> Your goal: The lines below starting at the line containing "SortKey::Type => documents.sort_by(|a, b|" and ending at the line containing "let page = page.max(1);" are to be repeated exactly, with both ends kept and nothing else added.

──────── Records supplied ────────

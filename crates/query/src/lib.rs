//! Filter, sort, and pagination over the normalized document collection.
//!
//! Given a [`FilterState`], produces the visible subset (conjunction of
//! category membership, context membership, and literal substring search),
//! applies the selected sort order with stable tie-breaks, and slices the
//! result into fixed-size pages. No fuzzy matching, no tokenization.

use serde::{Deserialize, Serialize};
use specdex_core::Document;

/// User-selectable sort order.
#[derive(Debug, Clone, Copy, Default, Serialize, Deserialize, PartialEq, Eq)]
#[serde(rename_all = "lowercase")]
pub enum SortKey {
    /// API name ascending, then document number ascending.
    #[default]
    Name,
    /// Primary option type ascending, then API name ascending.
    Type,
    /// Latest published timestamp descending, then API name ascending.
    Date,
}

impl SortKey {
    #[must_use]
    pub const fn as_str(self) -> &'static str {
        match self {
            Self::Name => "name",
            Self::Type => "type",
            Self::Date => "date",
        }
    }
}

impl std::str::FromStr for SortKey {
    type Err = String;

    fn from_str(s: &str) -> Result<Self, Self::Err> {
        match s.to_lowercase().as_str() {
            "name" => Ok(Self::Name),
            "type" => Ok(Self::Type),
            "date" => Ok(Self::Date),
            other => Err(format!("unknown sort key: {other}")),
        }
    }
}

/// The current category/domain/search/sort selection.
///
/// `None` in `category`/`domain` means "all". The search term is stored
/// lowercased; matching is literal substring containment on the document's
/// search index.
#[derive(Debug, Clone, Default, Serialize, Deserialize, PartialEq, Eq)]
pub struct FilterState {
    pub category: Option<String>,
    pub domain: Option<String>,
    search_term: String,
    pub sort_key: SortKey,
}

impl FilterState {
    /// Set the search term, trimming and lowercasing it.
    pub fn set_search(&mut self, raw: &str) {
        self.search_term = raw.trim().to_lowercase();
    }

    #[must_use]
    pub fn search_term(&self) -> &str {
        &self.search_term
    }

    /// Whether a document survives this filter. All legs must hold.
    #[must_use]
    pub fn matches(&self, doc: &Document) -> bool {
        if let Some(category) = &self.category
            && !doc.categories.contains(category)
        {
            return false;
        }
        if let Some(domain) = &self.domain
            && !doc.contexts.contains(domain)
        {
            return false;
        }
        self.search_term.is_empty() || doc.search_index.contains(&self.search_term)
    }
}

/// Filter and sort the collection per the given state.
#[must_use]
pub fn apply_filters(documents: &[Document], filters: &FilterState) -> Vec<Document> {
    let mut visible: Vec<Document> =
        documents.iter().filter(|doc| filters.matches(doc)).cloned().collect();
    sort_documents(&mut visible, filters.sort_key);
    visible
}

/// Stable in-place sort per the selected key; string legs compare
/// case-insensitively.
fn sort_documents(documents: &mut [Document], key: SortKey) {
    match key {
        SortKey::Name => documents.sort_by(|a, b| {
            a.api_name
                .to_lowercase()
                .cmp(&b.api_name.to_lowercase())
                .then_with(|| {
                    a.document_number.to_lowercase().cmp(&b.document_number.to_lowercase())
                })
        }),
        SortKey::Type => documents.sort_by(|a, b| {
            a.primary_type
                .to_lowercase()
                .cmp(&b.primary_type.to_lowercase())
                .then_with(|| a.api_name.to_lowercase().cmp(&b.api_name.to_lowercase()))
        }),
        SortKey::Date => documents.sort_by(|a, b| {
            b.latest_published
                .cmp(&a.latest_published)
                .then_with(|| a.api_name.to_lowercase().cmp(&b.api_name.to_lowercase()))
        }),
    }
}

/// One resolved page over a filtered collection.
#[derive(Debug, Clone, Copy, Serialize, PartialEq, Eq)]
pub struct PageInfo {
    /// 1-based page number as requested (not clamped).
    pub page: usize,
    /// Total pages; at least 1 even for an empty collection.
    pub total_pages: usize,
    pub start: usize,
    pub end: usize,
}

/// Pagination arithmetic over a collection of `len` items.
///
/// A page beyond the end yields an empty slice rather than clamping; the
/// reset-to-page-1 policy on filter changes lives in the app reducer.
#[must_use]
pub fn paginate(len: usize, page: usize, page_size: usize) -> PageInfo {
    let page_size = page_size.max(1);
    let total_pages = len.div_ceil(page_size).max(1);
    let page = page.max(1);
    let start = (page - 1).saturating_mul(page_size).min(len);
    let end = start.saturating_add(page_size).min(len);
    PageInfo { page, total_pages, start, end }
}

/// Slice the filtered collection down to the resolved page.
#[must_use]
pub fn page_slice<'a>(items: &'a [Document], info: &PageInfo) -> &'a [Document] {
    &items[info.start..info.end]
}

#[cfg(test)]
mod tests {
    use super::*;
    use specdex_core::RawPayload;

    fn docs() -> Vec<Document> {
        let raw: RawPayload = serde_json::from_value(serde_json::json!({
            "Billing": {
                "G": [
                    {
                        "documentNumber": "TS 2",
                        "api": {"name": "Beta", "description": "charging records"},
                        "context": "retail",
                        "version": "v1",
                        "published": "2023-01-01",
                        "options": [{"type": "yaml", "name": "Spec", "url": "u"}]
                    },
                    {
                        "documentNumber": "TS 1",
                        "api": {"name": "alpha", "description": "usage data"},
                        "context": "wholesale",
                        "version": "v1",
                        "published": "2024-06-15",
                        "options": [{"type": "json", "name": "Spec", "url": "u"}]
                    }
                ]
            },
            "Charging": {
                "G": [
                    {
                        "documentNumber": "TS 3",
                        "api": {"name": "Gamma", "description": "foo bar"},
                        "context": "retail, wholesale",
                        "version": "v2",
                        "published": "2022-05-05"
                    }
                ]
            }
        }))
        .unwrap();
        specdex_normalize::normalize(&raw)
    }

    #[test]
    fn filters_compose_conjunctively() {
        let docs = docs();
        let mut filters = FilterState {
            category: Some("Charging".to_owned()),
            domain: Some("retail".to_owned()),
            ..FilterState::default()
        };
        filters.set_search("foo");
        let visible = apply_filters(&docs, &filters);
        assert_eq!(visible.len(), 1);
        assert_eq!(visible[0].api_name, "Gamma");

        filters.set_search("usage");
        assert!(apply_filters(&docs, &filters).is_empty());
    }

    #[test]
    fn search_is_literal_substring_on_the_index() {
        let docs = docs();
        let mut filters = FilterState::default();
        filters.set_search("CHARGING REC");
        let visible = apply_filters(&docs, &filters);
        assert_eq!(visible.len(), 1);
        assert_eq!(visible[0].api_name, "Beta");
    }

    #[test]
    fn name_sort_is_case_insensitive() {
        let docs = docs();
        let visible = apply_filters(&docs, &FilterState::default());
        let names: Vec<&str> = visible.iter().map(|d| d.api_name.as_str()).collect();
        assert_eq!(names, vec!["alpha", "Beta", "Gamma"]);
    }

    #[test]
    fn type_sort_puts_missing_type_first() {
        let docs = docs();
        let filters = FilterState { sort_key: SortKey::Type, ..FilterState::default() };
        let visible = apply_filters(&docs, &filters);
        // Gamma has no options, so its empty primary type sorts first.
        let names: Vec<&str> = visible.iter().map(|d| d.api_name.as_str()).collect();
        assert_eq!(names, vec!["Gamma", "alpha", "Beta"]);
    }

    #[test]
    fn date_sort_is_descending() {
        let docs = docs();
        let filters = FilterState { sort_key: SortKey::Date, ..FilterState::default() };
        let visible = apply_filters(&docs, &filters);
        let names: Vec<&str> = visible.iter().map(|d| d.api_name.as_str()).collect();
        assert_eq!(names, vec!["alpha", "Beta", "Gamma"]);
    }

    #[test]
    fn sort_key_round_trips_from_str() {
        assert_eq!("date".parse::<SortKey>().unwrap(), SortKey::Date);
        assert_eq!("NAME".parse::<SortKey>().unwrap(), SortKey::Name);
        assert!("size".parse::<SortKey>().is_err());
    }

    #[test]
    fn pagination_arithmetic() {
        let info = paginate(25, 1, 10);
        assert_eq!((info.total_pages, info.start, info.end), (3, 0, 10));

        let info = paginate(25, 3, 10);
        assert_eq!((info.start, info.end), (20, 25));

        // exact multiple
        assert_eq!(paginate(20, 2, 10).total_pages, 2);
    }

    #[test]
    fn empty_collection_still_has_one_page() {
        let info = paginate(0, 1, 10);
        assert_eq!(info.total_pages, 1);
        assert_eq!((info.start, info.end), (0, 0));
    }

    #[test]
    fn page_beyond_end_yields_empty_slice() {
        let docs = docs();
        let visible = apply_filters(&docs, &FilterState::default());
        let info = paginate(visible.len(), 5, 10);
        assert!(page_slice(&visible, &info).is_empty());
        assert_eq!(info.page, 5);
    }
}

────────

> Answer to the exercise:
        SortKey::Type => documents.sort_by(|a, b| {
            a.primary_type
                .to_lowercase()
                .cmp(&b.primary_type.to_lowercase())
                .then_with(|| a.api_name.to_lowercase().cmp(&b.api_name.to_lowercase()))
        }),
        SortKey::Date => documents.sort_by(|a, b| {
            b.latest_published
                .cmp(&a.latest_published)
                .then_with(|| a.api_name.to_lowercase().cmp(&b.api_name.to_lowercase()))
        }),
    }
}

/// One resolved page over a filtered collection.
#[derive(Debug, Clone, Copy, Serialize, PartialEq, Eq)]
pub struct PageInfo {
    /// 1-based page number as requested (not clamped).
    pub page: usize,
    /// Total pages; at least 1 even for an empty collection.
    pub total_pages: usize,
    pub start: usize,
    pub end: usize,
}

/// Pagination arithmetic over a collection of `len` items.
///
/// A page beyond the end yields an empty slice rather than clamping; the
/// reset-to-page-1 policy on filter changes lives in the app reducer.
#[must_use]
pub fn paginate(len: usize, page: usize, page_size: usize) -> PageInfo {
    let page_size = page_size.max(1);
    let total_pages = len.div_ceil(page_size).max(1);
    let page = page.max(1);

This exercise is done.